== Work request ==
Your output should be the entries below, from the first line up to and including the line with "are remembered in", reproduced exactly and with no other lines.

(Saved entries)
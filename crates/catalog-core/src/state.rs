//! Session state.
//!
//! ```text
//!            DataLoaded                      ReloadRequested
//! Loading ─────────────▶ Ready ────────────────────────────▶ Loading
//!    │                    ▲ │ filter / open / close / route / layout
//!    │ DataFailed         └─┘
//!    ▼
//!  Error ──ReloadRequested──▶ Loading
//! ```
//!
//! While loading (or failed), navigation and filter requests are remembered in
//! [`Pending`]; the last request of each kind wins and is applied once data
//! arrives. A language switch is a load of its own: the catalog text is
//! resolved for one language at a time.

use std::sync::Arc;

use catalog_ingest::DEFAULT_LANGUAGE;
use catalog_model::{CatalogStore, FilterState, ViewTarget};

use crate::error::LoadError;
use crate::plan::{Layout, RenderPlan};

/// A requested view target. Detail ids are kept raw until they can be
/// checked against the store.
#[derive(Debug, Clone, PartialEq, Eq)]
pub enum Request {
    List,
    Detail(String),
}

impl From<&ViewTarget> for Request {
    fn from(target: &ViewTarget) -> Self {
        match target {
            ViewTarget::List => Self::List,
            ViewTarget::Detail(id) => Self::Detail(id.to_string()),
        }
    }
}

/// Where a request came from, which decides how the history is updated.
#[derive(Debug, Clone, PartialEq, Eq)]
pub enum Origin {
    /// A user intent. Changes the history with a push.
    User,
    /// A fragment reported by the router. Only canonicalised with a replace.
    Route(String),
}

/// Requests recorded before the catalog is ready.
#[derive(Debug, Clone, PartialEq)]
pub struct Pending {
    pub(crate) filter: Option<FilterState>,
    pub(crate) layout: Option<Layout>,
    pub(crate) request: Option<(Request, Origin)>,
    /// Target named by the address bar as last reported.
    pub(crate) route: ViewTarget,
    /// Language of the load in flight, or of the next one after a failure.
    pub(crate) language: String,
    /// A different language asked for since that load started.
    pub(crate) requested_language: Option<String>,
}

impl Default for Pending {
    fn default() -> Self {
        Self {
            filter: None,
            layout: None,
            request: None,
            route: ViewTarget::List,
            language: DEFAULT_LANGUAGE.to_string(),
            requested_language: None,
        }
    }
}

impl Pending {
    pub fn filter(&self) -> Option<&FilterState> {
        self.filter.as_ref()
    }

    pub fn layout(&self) -> Option<Layout> {
        self.layout
    }

    pub fn request(&self) -> Option<&Request> {
        self.request.as_ref().map(|(request, _)| request)
    }

    pub fn language(&self) -> &str {
        &self.language
    }

    pub fn requested_language(&self) -> Option<&str> {
        self.requested_language.as_deref()
    }

    /// Adopt the last requested language, returning the one to load next.
    pub(crate) fn settle_language(&mut self) -> &str {
        if let Some(language) = self.requested_language.take() {
            self.language = language;
        }
        &self.language
    }

    pub(crate) fn base_filter(&self) -> FilterState {
        self.filter.clone().unwrap_or_default()
    }
}

/// A loaded catalog and what is being shown of it.
#[derive(Debug, Clone)]
pub struct Ready {
    pub(crate) store: Arc<CatalogStore>,
    pub(crate) target: ViewTarget,
    pub(crate) filter: FilterState,
    pub(crate) layout: Layout,
    /// Language the catalog text was resolved for.
    pub(crate) language: String,
}

impl Ready {
    pub fn store(&self) -> &CatalogStore {
        &self.store
    }

    pub fn target(&self) -> &ViewTarget {
        &self.target
    }

    pub fn filter(&self) -> &FilterState {
        &self.filter
    }

    pub fn layout(&self) -> Layout {
        self.layout
    }

    pub fn language(&self) -> &str {
        &self.language
    }

    /// Plan for the current state with no pending not-found report.
    pub fn plan(&self) -> RenderPlan {
        self.plan_with(None)
    }

    pub(crate) fn plan_with(&self, not_found: Option<String>) -> RenderPlan {
        RenderPlan::build(
            &self.store,
            &self.target,
            &self.filter,
            self.layout,
            &self.language,
            not_found,
        )
    }
}

#[derive(Debug, Clone)]
pub enum Session {
    Loading(Pending),
    Error { error: LoadError, pending: Pending },
    Ready(Ready),
}

impl Default for Session {
    fn default() -> Self {
        Self::Loading(Pending::default())
    }
}

impl Session {
    pub fn name(&self) -> &'static str {
        match self {
            Self::Loading(_) => "loading",
            Self::Error { .. } => "error",
            Self::Ready(_) => "ready",
        }
    }

    pub fn is_loading(&self) -> bool {
        matches!(self, Self::Loading(_))
    }

    pub fn ready(&self) -> Option<&Ready> {
        match self {
            Self::Ready(ready) => Some(ready),
            _ => None,
        }
    }

    pub fn error(&self) -> Option<&LoadError> {
        match self {
            Self::Error { error, .. } => Some(error),
            _ => None,
        }
    }

    pub fn pending(&self) -> Option<&Pending> {
        match self {
            Self::Loading(pending) | Self::Error { pending, .. } => Some(pending),
            Self::Ready(_) => None,
        }
    }
}
//! Host navigation history.
//!
//! [`History`] is the seam to whatever owns the address bar. The router only
//! ever reads the current entry, pushes, replaces, or steps back.
//! Changes the user makes (back, forward, typing a link) arrive separately
//! through [`Router::notify`](crate::Router::notify).

use std::collections::VecDeque;

/// Router bookkeeping stored with a history entry, the way a browser keeps
/// `history.state` next to each URL.
///
/// The entry beneath an entry never changes while that entry exists, so the
/// mark stays true across back and forward.
#[derive(Debug, Clone, Copy, Default, PartialEq, Eq)]
pub struct EntryState {
    /// The entry was pushed by the router directly over a list entry.
    pub over_list: bool,
}

impl EntryState {
    pub const OVER_LIST: Self = Self { over_list: true };
}

/// A navigation history of URL fragments.
pub trait History {
    /// Fragment of the current entry, without `#`.
    fn fragment(&self) -> String;

    /// Bookkeeping of the current entry. Entries the user created carry the default.
    fn state(&self) -> EntryState;

    /// Add an entry after the current one, discarding any forward entries.
    fn push(&mut self, fragment: &str, state: EntryState);

    /// Overwrite the current entry.
    fn replace(&mut self, fragment: &str, state: EntryState);

    /// Step back one entry. Returns `false` when there is nothing to go back to.
    ///
    /// Hosts report the resulting change like any other back navigation.
    fn back(&mut self) -> bool;
}

#[derive(Debug, Clone, PartialEq, Eq)]
struct Entry {
    fragment: String,
    state: EntryState,
}

impl Entry {
    fn new(fragment: &str, state: EntryState) -> Self {
        Self {
            fragment: normalize(fragment),
            state,
        }
    }
}

/// In-memory history used by headless hosts and tests.
///
/// Mimics a browser tab: [`back`](History::back), [`forward`](Self::forward)
/// and [`visit`](Self::visit) queue a change notification, while
/// [`push`](History::push) and [`replace`](History::replace) are silent.
#[derive(Debug, Clone)]
pub struct MemoryHistory {
    entries: Vec<Entry>,
    cursor: usize,
    changes: VecDeque<String>,
}

impl Default for MemoryHistory {
    fn default() -> Self {
        Self::new()
    }
}

impl MemoryHistory {
    /// A history with one entry and an empty fragment.
    pub fn new() -> Self {
        Self::starting_at("")
    }

    /// A history whose first entry is `fragment`, as when a page is opened
    /// through a deep link.
    pub fn starting_at(fragment: &str) -> Self {
        Self {
            entries: vec![Entry::new(fragment, EntryState::default())],
            cursor: 0,
            changes: VecDeque::new(),
        }
    }

    /// Move forward one entry if there is one.
    pub fn forward(&mut self) -> bool {
        if self.cursor + 1 >= self.entries.len() {
            return false;
        }
        self.cursor += 1;
        self.changes.push_back(self.entries[self.cursor].fragment.clone());
        true
    }

    /// The user typed or followed a link to `fragment`.
    pub fn visit(&mut self, fragment: &str) {
        let fragment = normalize(fragment);
        if fragment == self.entries[self.cursor].fragment {
            return;
        }
        self.push(&fragment, EntryState::default());
        self.changes.push_back(fragment);
    }

    /// Drain queued change notifications, oldest first.
    pub fn take_changes(&mut self) -> Vec<String> {
        self.changes.drain(..).collect()
    }

    /// Fragments of every entry, oldest first.
    pub fn entries(&self) -> Vec<&str> {
        self.entries.iter().map(|entry| entry.fragment.as_str()).collect()
    }

    /// Index of the current entry.
    pub fn position(&self) -> usize {
        self.cursor
    }

    pub fn len(&self) -> usize {
        self.entries.len()
    }

    pub fn is_empty(&self) -> bool {
        self.entries.is_empty()
    }
}

impl History for MemoryHistory {
    fn fragment(&self) -> String {
        self.entries[self.cursor].fragment.clone()
    }

    fn state(&self) -> EntryState {
        self.entries[self.cursor].state
    }

    fn push(&mut self, fragment: &str, state: EntryState) {
        self.entries.truncate(self.cursor + 1);
        self.entries.push(Entry::new(fragment, state));
        self.cursor += 1;
    }

    fn replace(&mut self, fragment: &str, state: EntryState) {
        self.entries[self.cursor] = Entry::new(fragment, state);
    }

    fn back(&mut self) -> bool {
        if self.cursor == 0 {
            return false;
        }
        self.cursor -= 1;
        self.changes.push_back(self.entries[self.cursor].fragment.clone());
        true
    }
}

fn normalize(fragment: &str) -> String {
    crate::fragment::strip_marker(fragment).to_string()
}

#[cfg(test)]
mod tests {
    use super::*;

    #[test]
    fn push_truncates_forward_entries() {
        let mut history = MemoryHistory::new();
        history.push("dest/a", EntryState::OVER_LIST);
        history.push("dest/b", EntryState::default());
        assert!(history.back());
        history.push("dest/c", EntryState::default());
        assert_eq!(history.entries(), ["", "dest/a", "dest/c"]);
        assert!(!history.forward());
    }

    #[test]
    fn only_user_navigation_is_reported() {
        let mut history = MemoryHistory::new();
        history.push("dest/a", EntryState::OVER_LIST);
        history.replace("dest/b", EntryState::OVER_LIST);
        assert!(history.take_changes().is_empty());

        assert!(history.back());
        assert!(history.forward());
        history.visit("#dest/c");
        assert_eq!(history.take_changes(), ["", "dest/b", "dest/c"]);
        assert_eq!(history.fragment(), "dest/c");
    }

    #[test]
    fn back_at_first_entry_leaves_the_page() {
        let mut history = MemoryHistory::starting_at("#dest/a");
        assert_eq!(history.fragment(), "dest/a");
        assert!(!history.back());
        assert!(history.take_changes().is_empty());
    }

    #[test]
    fn visiting_the_current_fragment_is_a_no_op() {
        let mut history = MemoryHistory::starting_at("dest/a");
        history.visit("dest/a");
        assert_eq!(history.len(), 1);
        assert!(history.take_changes().is_empty());
    }

    #[test]
    fn entry_state_survives_back_and_forward() {
        let mut history = MemoryHistory::new();
        history.push("dest/a", EntryState::OVER_LIST);
        assert!(history.back());
        assert_eq!(history.state(), EntryState::default());
        assert!(history.forward());
        assert_eq!(history.state(), EntryState::OVER_LIST);

        history.visit("dest/b");
        assert_eq!(history.state(), EntryState::default());
    }
}
//! Immutable item store.

use std::collections::HashMap;

use crate::normalize::search_haystack;
use crate::{Category, FilterState, Item, ItemId, ModelError};

/// The loaded catalog.
///
/// Built once from a sequence of items and never mutated afterwards; a
/// reload builds a new store. Iteration order is the load order.
#[derive(Debug, Clone, Default)]
pub struct CatalogStore {
    items: Vec<Item>,
    /// Normalised search text per item, same order as `items`.
    haystacks: Vec<String>,
    index: HashMap<ItemId, usize>,
}

impl CatalogStore {
    /// Build a store, rejecting duplicate ids.
    pub fn new(items: Vec<Item>) -> Result<Self, ModelError> {
        let mut index = HashMap::with_capacity(items.len());
        for (position, item) in items.iter().enumerate() {
            if index.insert(item.id.clone(), position).is_some() {
                return Err(ModelError::DuplicateItemId(item.id.to_string()));
            }
        }
        let haystacks = items.iter().map(search_haystack).collect();
        Ok(Self {
            items,
            haystacks,
            index,
        })
    }

    pub fn empty() -> Self {
        Self::default()
    }

    pub fn len(&self) -> usize {
        self.items.len()
    }

    pub fn is_empty(&self) -> bool {
        self.items.is_empty()
    }

    pub fn items(&self) -> &[Item] {
        &self.items
    }

    pub fn get(&self, id: &str) -> Option<&Item> {
        self.index.get(id).map(|&position| &self.items[position])
    }

    /// Items passing `filter`, in store order.
    pub fn visible(&self, filter: &FilterState) -> Vec<&Item> {
        self.items
            .iter()
            .zip(&self.haystacks)
            .filter(|(item, haystack)| {
                filter.matches_structure(item) && filter.matches_haystack(haystack)
            })
            .map(|(item, _)| item)
            .collect()
    }

    /// Distinct subcategories under `category`, in first-seen order.
    pub fn subcategories(&self, category: Category) -> Vec<&str> {
        let mut seen: Vec<&str> = Vec::new();
        for item in &self.items {
            if item.category != category {
                continue;
            }
            if let Some(sub) = item.subcategory.as_deref()
                && !seen.contains(&sub)
            {
                seen.push(sub);
            }
        }
        seen
    }

    pub fn has_subcategory(&self, category: Category, subcategory: &str) -> bool {
        self.items
            .iter()
            .any(|item| item.category == category && item.subcategory.as_deref() == Some(subcategory))
    }

    /// Item count per category, in [`Category::all`] order, skipping empty ones.
    pub fn category_counts(&self) -> Vec<(Category, usize)> {
        Category::all()
            .iter()
            .map(|&category| {
                let count = self.items.iter().filter(|i| i.category == category).count();
                (category, count)
            })
            .filter(|(_, count)| *count > 0)
            .collect()
    }
}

== Result of the task ==
filename crates/catalog-core/src/state.rs
//! Session state.
//!
//! ```text
//!            DataLoaded                      ReloadRequested
//! Loading ─────────────▶ Ready ────────────────────────────▶ Loading
//!    │                    ▲ │ filter / open / close / route / layout
//!    │ DataFailed         └─┘
//!    ▼
//!  Error ──ReloadRequested──▶ Loading
//! ```
//!
//! While loading (or failed), navigation and filter requests are remembered in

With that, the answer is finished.